Start of MATERIAL PROVIDED

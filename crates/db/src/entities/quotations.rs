//! `SeaORM` Entity for quotations table.
//!
//! Line items are stored as JSONB arrays, one column per section.

use sea_orm::entity::prelude::*;
use serde::{Deserialize, Serialize};

use super::sea_orm_active_enums::QuotationStatus;

#[derive(Clone, Debug, PartialEq, DeriveEntityModel, Eq, Serialize, Deserialize)]
#[sea_orm(table_name = "quotations")]
pub struct Model {
    #[sea_orm(primary_key, auto_increment = false)]
    pub id: Uuid,
    pub project_id: Uuid,
    pub estimate_version: i32,
    pub version: i32,
    pub status: QuotationStatus,
    pub locked: bool,
    #[sea_orm(column_type = "Text", nullable)]
    pub remarks: Option<String>,
    #[sea_orm(column_type = "JsonBinary")]
    pub labor_items: Json,
    #[sea_orm(column_type = "JsonBinary")]
    pub material_items: Json,
    #[sea_orm(column_type = "JsonBinary")]
    pub service_items: Json,
    #[sea_orm(column_type = "JsonBinary")]
    pub contingency_items: Json,
    #[sea_orm(column_type = "JsonBinary")]
    pub tax_items: Json,
    #[sea_orm(column_type = "Decimal(Some((19, 2)))")]
    pub subtotal: Decimal,
    #[sea_orm(column_type = "Decimal(Some((19, 2)))")]
    pub total_contingency: Decimal,
    #[sea_orm(column_type = "Decimal(Some((19, 2)))")]
    pub total_tax: Decimal,
    #[sea_orm(column_type = "Decimal(Some((19, 2)))")]
    pub grand_total: Decimal,
    #[sea_orm(column_type = "Text", nullable)]
    pub artifact_url: Option<String>,
    pub sent_to: Option<String>,
    pub sent_at: Option<DateTimeWithTimeZone>,
    pub locked_at: Option<DateTimeWithTimeZone>,
    pub created_by: Option<Uuid>,
    pub updated_by: Option<Uuid>,
    pub created_at: DateTimeWithTimeZone,
    pub updated_at: DateTimeWithTimeZone,
}

#[derive(Copy, Clone, Debug, EnumIter, DeriveRelation)]
pub enum Relation {
    #[sea_orm(
        belongs_to = "super::projects::Entity",
        from = "Column::ProjectId",
        to = "super::projects::Column::Id"
    )]
    Projects,
}

impl Related<super::projects::Entity> for Entity {
    fn to() -> RelationDef {
        Relation::Projects.def()
    }
}

impl ActiveModelBehavior for ActiveModel {}
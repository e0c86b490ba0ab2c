//! `SeaORM` Entity for incomes table.

use sea_orm::entity::prelude::*;
use serde::{Deserialize, Serialize};

#[derive(Clone, Debug, PartialEq, DeriveEntityModel, Eq, Serialize, Deserialize)]
#[sea_orm(table_name = "incomes")]
pub struct Model {
    #[sea_orm(primary_key, auto_increment = false)]
    pub id: Uuid,
    pub project_id: Option<Uuid>,
    #[sea_orm(column_type = "Decimal(Some((19, 2)))")]
    pub amount: Decimal,
    pub income_type: String,
    pub method: String,
    pub status: String,
    pub received_at: DateTimeWithTimeZone,
    pub created_at: DateTimeWithTimeZone,
}

#[derive(Copy, Clone, Debug, EnumIter, DeriveRelation)]
pub enum Relation {}

impl ActiveModelBehavior for ActiveModel {}
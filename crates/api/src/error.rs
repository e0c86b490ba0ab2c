//! Error rendering for API responses.
//!
//! Every domain error becomes `{"error": CODE, "message": ...}` with the
//! status its type declares. Infrastructure failures are logged and
//! answered with an opaque message.

use axum::{
    Json,
    http::StatusCode,
    response::{IntoResponse, Response},
};
use serde_json::json;
use tracing::error;

use estimo_core::estimation::EstimationError;
use estimo_core::finance::FinanceError;
use estimo_core::project::ProjectError;
use estimo_core::quotation::QuotationError;
use estimo_core::reports::ReportError;
use estimo_core::spend::SpendError;
use estimo_shared::AppError;

/// An error ready to be rendered as a JSON response.
#[derive(Debug)]
pub struct ApiError {
    status: StatusCode,
    code: &'static str,
    message: String,
}

impl ApiError {
    /// Build an error from a numeric status, code, and message.
    #[must_use]
    pub fn new(status: u16, code: &'static str, message: impl Into<String>) -> Self {
        Self {
            status: StatusCode::from_u16(status).unwrap_or(StatusCode::INTERNAL_SERVER_ERROR),
            code,
            message: message.into(),
        }
    }

    /// HTTP status of the response.
    #[must_use]
    pub fn status(&self) -> StatusCode {
        self.status
    }

    /// Machine-readable error code.
    #[must_use]
    pub fn code(&self) -> &'static str {
        self.code
    }
}

impl IntoResponse for ApiError {
    fn into_response(self) -> Response {
        let message = if self.status.is_server_error() {
            error!(code = self.code, error = %self.message, "Request failed");
            "An error occurred".to_string()
        } else {
            self.message
        };

        (
            self.status,
            Json(json!({
                "error": self.code,
                "message": message
            })),
        )
            .into_response()
    }
}

macro_rules! impl_from_domain_error {
    ($($error:ty),* $(,)?) => {
        $(
            impl From<$error> for ApiError {
                fn from(err: $error) -> Self {
                    Self::new(err.status_code(), err.error_code(), err.to_string())
                }
            }
        )*
    };
}

impl_from_domain_error!(
    AppError,
    ProjectError,
    EstimationError,
    QuotationError,
    SpendError,
    FinanceError,
    ReportError,
);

End of MATERIAL PROVIDED

Transcribe the records. Keep every word exactly as it stands.

filename crates/db/src/entities/quotations.rs
//! `SeaORM` Entity for quotations table.
//!
//! Line items are stored as JSONB arrays, one column per section.

use sea_orm::entity::prelude::*;
use serde::{Deserialize, Serialize};

use super::sea_orm_active_enums::QuotationStatus;

#[derive(Clone, Debug, PartialEq, DeriveEntityModel, Eq, Serialize, Deserialize)]
#[sea_orm(table_name = "quotations")]
pub struct Model {
    #[sea_orm(primary_key, auto_increment = false)]
    pub id: Uuid,
    pub project_id: Uuid,
    pub estimate_version: i32,
    pub version: i32,
    pub status: QuotationStatus,
    pub locked: bool,
    #[sea_orm(column_type = "Text", nullable)]
    pub remarks: Option<String>,
    #[sea_orm(column_type = "JsonBinary")]
    pub labor_items: Json,
    #[sea_orm(column_type = "JsonBinary")]
    pub material_items: Json,
    #[sea_orm(column_type = "JsonBinary")]
    pub service_items: Json,
    #[sea_orm(column_type = "JsonBinary")]
    pub contingency_items: Json,
    #[sea_orm(column_type = "JsonBinary")]
    pub tax_items: Json,
    #[sea_orm(column_type = "Decimal(Some((19, 2)))")]
    pub subtotal: Decimal,
    #[sea_orm(column_type = "Decimal(Some((19, 2)))")]
    pub total_contingency: Decimal,
    #[sea_orm(column_type = "Decimal(Some((19, 2)))")]
    pub total_tax: Decimal,
    #[sea_orm(column_type = "Decimal(Some((19, 2)))")]
    pub grand_total: Decimal,
    #[sea_orm(column_type = "Text", nullable)]
    pub artifact_url: Option<String>,
    pub sent_to: Option<String>,
    pub sent_at: Option<DateTimeWithTimeZone>,
    pub locked_at: Option<DateTimeWithTimeZone>,
    pub created_by: Option<Uuid>,
    pub updated_by: Option<Uuid>,
    pub created_at: DateTimeWithTimeZone,
    pub updated_at: DateTimeWithTimeZone,
}

#[derive(Copy, Clone, Debug, EnumIter, DeriveRelation)]
pub enum Relation {
    #[sea_orm(
        belongs_to = "super::projects::Entity",
        from = "Column::ProjectId",
        to = "super::projects::Column::Id"
    )]
    Projects,
}

impl Related<super::projects::Entity> for Entity {
    fn to() -> RelationDef {
        Relation::Projects.def()
    }
}

impl ActiveModelBehavior for ActiveModel {}
repository e0c86b490ba0ab2c
//! `SeaORM` Entity for incomes table.

use sea_orm::entity::prelude::*;
use serde::{Deserialize, Serialize};

#[derive(Clone, Debug, PartialEq, DeriveEntityModel, Eq, Serialize, Deserialize)]
#[sea_orm(table_name = "incomes")]
pub struct Model {
    #[sea_orm(primary_key, auto_increment = false)]
    pub id: Uuid,
    pub project_id: Option<Uuid>,
    #[sea_orm(column_type = "Decimal(Some((19, 2)))")]
    pub amount: Decimal,
    pub income_type: String,
    pub method: String,
    pub status: String,
    pub received_at: DateTimeWithTimeZone,
    pub created_at: DateTimeWithTimeZone,
}

#[derive(Copy, Clone, Debug, EnumIter, DeriveRelation)]
pub enum Relation {}

impl ActiveModelBehavior for ActiveModel {}
filename crates/api/src/error.rs
repository e0c86b490ba0ab2c
//! Error rendering for API responses.
//!
//! Every domain error becomes `{"error": CODE, "message": ...}` with the
//! status its type declares. Infrastructure failures are logged and
//! answered with an opaque message.

use axum::{
    Json,
    http::StatusCode,
    response::{IntoResponse, Response},
};
use serde_json::json;
use tracing::error;

use estimo_core::estimation::EstimationError;
use estimo_core::finance::FinanceError;
use estimo_core::project::ProjectError;
use estimo_core::quotation::QuotationError;
use estimo_core::reports::ReportError;
use estimo_core::spend::SpendError;
use estimo_shared::AppError;

/// An error ready to be rendered as a JSON response.
#[derive(Debug)]
pub struct ApiError {
    status: StatusCode,
    code: &'static str,
    message: String,
}

impl ApiError {
    /// Build an error from a numeric status, code, and message.
    #[must_use]
    pub fn new(status: u16, code: &'static str, message: impl Into<String>) -> Self {
        Self {
            status: StatusCode::from_u16(status).unwrap_or(StatusCode::INTERNAL_SERVER_ERROR),
            code,
            message: message.into(),
        }
    }

    /// HTTP status of the response.
    #[must_use]
    pub fn status(&self) -> StatusCode {
        self.status
    }

    /// Machine-readable error code.
    #[must_use]
    pub fn code(&self) -> &'static str {
        self.code
    }
}

impl IntoResponse for ApiError {
    fn into_response(self) -> Response {
        let message = if self.status.is_server_error() {
            error!(code = self.code, error = %self.message, "Request failed");
            "An error occurred".to_string()
        } else {
            self.message
        };

        (
            self.status,
            Json(json!({
                "error": self.code,
                "message": message
            })),
        )
            .into_response()
    }
}

macro_rules! impl_from_domain_error {
    ($($error:ty),* $(,)?) => {
        $(
            impl From<$error> for ApiError {
                fn from(err: $error) -> Self {
                    Self::new(err.status_code(), err.error_code(), err.to_string())
                }
            }
        )*
    };
}

impl_from_domain_error!(
    AppError,
    ProjectError,
    EstimationError,
    QuotationError,
    SpendError,
    FinanceError,
    ReportError,
);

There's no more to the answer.